Stored data entries:
————————

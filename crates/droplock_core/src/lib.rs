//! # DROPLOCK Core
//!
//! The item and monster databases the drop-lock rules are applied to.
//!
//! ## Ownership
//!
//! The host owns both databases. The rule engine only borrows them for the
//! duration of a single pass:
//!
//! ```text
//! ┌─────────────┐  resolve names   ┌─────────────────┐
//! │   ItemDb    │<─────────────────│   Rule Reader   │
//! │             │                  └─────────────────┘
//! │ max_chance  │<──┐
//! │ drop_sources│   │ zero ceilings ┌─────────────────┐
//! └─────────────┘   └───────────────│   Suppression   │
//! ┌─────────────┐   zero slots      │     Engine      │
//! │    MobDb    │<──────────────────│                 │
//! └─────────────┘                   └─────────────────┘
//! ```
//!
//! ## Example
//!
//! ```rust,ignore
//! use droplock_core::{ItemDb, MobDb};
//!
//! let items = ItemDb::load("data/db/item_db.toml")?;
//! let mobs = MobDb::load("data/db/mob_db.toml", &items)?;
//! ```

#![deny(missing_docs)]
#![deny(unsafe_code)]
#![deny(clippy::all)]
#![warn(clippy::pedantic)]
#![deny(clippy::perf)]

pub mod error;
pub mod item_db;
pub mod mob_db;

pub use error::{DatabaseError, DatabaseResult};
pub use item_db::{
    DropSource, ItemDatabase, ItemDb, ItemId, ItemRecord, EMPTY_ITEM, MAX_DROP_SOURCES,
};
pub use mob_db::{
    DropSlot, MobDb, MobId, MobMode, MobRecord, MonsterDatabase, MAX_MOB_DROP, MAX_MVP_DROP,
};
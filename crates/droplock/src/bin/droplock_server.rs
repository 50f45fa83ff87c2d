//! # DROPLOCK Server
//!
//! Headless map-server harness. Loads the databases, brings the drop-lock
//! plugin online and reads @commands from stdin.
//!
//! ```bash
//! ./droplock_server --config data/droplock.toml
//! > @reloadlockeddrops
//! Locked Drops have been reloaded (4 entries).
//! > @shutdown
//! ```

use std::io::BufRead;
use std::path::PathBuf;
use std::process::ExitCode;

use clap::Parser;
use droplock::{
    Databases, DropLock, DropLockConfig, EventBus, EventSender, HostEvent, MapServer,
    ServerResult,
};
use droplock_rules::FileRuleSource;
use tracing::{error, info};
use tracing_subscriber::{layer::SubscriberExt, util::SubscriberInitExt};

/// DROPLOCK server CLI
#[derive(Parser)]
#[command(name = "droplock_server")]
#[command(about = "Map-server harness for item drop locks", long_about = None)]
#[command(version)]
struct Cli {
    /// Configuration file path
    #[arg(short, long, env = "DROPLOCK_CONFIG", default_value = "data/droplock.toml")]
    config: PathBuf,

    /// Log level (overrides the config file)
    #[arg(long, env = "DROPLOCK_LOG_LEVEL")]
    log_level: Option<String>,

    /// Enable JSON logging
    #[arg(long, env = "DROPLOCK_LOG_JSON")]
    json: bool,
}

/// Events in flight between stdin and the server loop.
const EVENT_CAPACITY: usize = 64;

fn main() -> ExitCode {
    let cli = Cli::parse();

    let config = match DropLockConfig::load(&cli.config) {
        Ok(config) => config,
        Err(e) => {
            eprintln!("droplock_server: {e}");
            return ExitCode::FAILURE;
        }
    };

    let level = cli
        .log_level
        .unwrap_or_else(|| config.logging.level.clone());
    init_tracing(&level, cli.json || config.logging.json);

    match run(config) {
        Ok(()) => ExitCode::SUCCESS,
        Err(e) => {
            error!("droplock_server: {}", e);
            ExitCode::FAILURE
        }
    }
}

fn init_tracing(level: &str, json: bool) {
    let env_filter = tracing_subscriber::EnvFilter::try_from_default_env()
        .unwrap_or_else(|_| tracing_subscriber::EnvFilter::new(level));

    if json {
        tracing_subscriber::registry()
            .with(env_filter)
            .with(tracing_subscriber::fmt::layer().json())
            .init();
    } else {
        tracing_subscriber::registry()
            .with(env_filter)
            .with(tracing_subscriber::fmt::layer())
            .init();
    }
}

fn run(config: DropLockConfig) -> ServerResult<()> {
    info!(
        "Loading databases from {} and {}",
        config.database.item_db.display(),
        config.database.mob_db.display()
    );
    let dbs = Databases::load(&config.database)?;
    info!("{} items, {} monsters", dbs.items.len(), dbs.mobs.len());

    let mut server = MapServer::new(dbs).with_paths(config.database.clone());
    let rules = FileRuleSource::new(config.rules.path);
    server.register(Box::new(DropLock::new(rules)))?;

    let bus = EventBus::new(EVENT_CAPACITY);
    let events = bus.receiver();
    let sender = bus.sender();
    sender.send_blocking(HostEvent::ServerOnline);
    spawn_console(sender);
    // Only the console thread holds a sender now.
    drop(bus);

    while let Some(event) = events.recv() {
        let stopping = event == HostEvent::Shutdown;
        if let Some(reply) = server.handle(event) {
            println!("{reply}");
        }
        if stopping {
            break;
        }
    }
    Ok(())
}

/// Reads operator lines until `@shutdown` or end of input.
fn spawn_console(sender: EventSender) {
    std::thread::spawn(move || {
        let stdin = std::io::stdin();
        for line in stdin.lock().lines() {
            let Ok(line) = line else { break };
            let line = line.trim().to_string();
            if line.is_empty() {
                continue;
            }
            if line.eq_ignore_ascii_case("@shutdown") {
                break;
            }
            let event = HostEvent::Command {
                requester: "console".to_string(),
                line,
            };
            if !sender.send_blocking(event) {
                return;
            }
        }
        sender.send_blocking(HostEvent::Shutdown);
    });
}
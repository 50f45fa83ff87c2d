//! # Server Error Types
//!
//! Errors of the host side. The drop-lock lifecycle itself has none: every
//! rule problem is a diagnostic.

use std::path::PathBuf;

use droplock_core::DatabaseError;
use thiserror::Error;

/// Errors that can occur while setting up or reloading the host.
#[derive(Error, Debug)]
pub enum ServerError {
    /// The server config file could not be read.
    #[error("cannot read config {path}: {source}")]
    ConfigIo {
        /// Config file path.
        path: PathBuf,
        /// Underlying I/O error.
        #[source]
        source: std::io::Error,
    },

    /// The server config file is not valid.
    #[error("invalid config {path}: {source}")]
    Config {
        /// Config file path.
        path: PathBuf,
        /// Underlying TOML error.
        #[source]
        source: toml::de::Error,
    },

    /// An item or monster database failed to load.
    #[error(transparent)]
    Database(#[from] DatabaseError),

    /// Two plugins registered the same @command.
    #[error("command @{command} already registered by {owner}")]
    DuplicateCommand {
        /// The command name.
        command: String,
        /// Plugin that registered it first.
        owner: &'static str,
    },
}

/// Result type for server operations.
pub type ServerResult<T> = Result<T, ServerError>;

————————

▸ Task:
Where a line in the records above contains the string "break", copy that line.

▸ Solution below:
            break;
            let Ok(line) = line else { break };
                break;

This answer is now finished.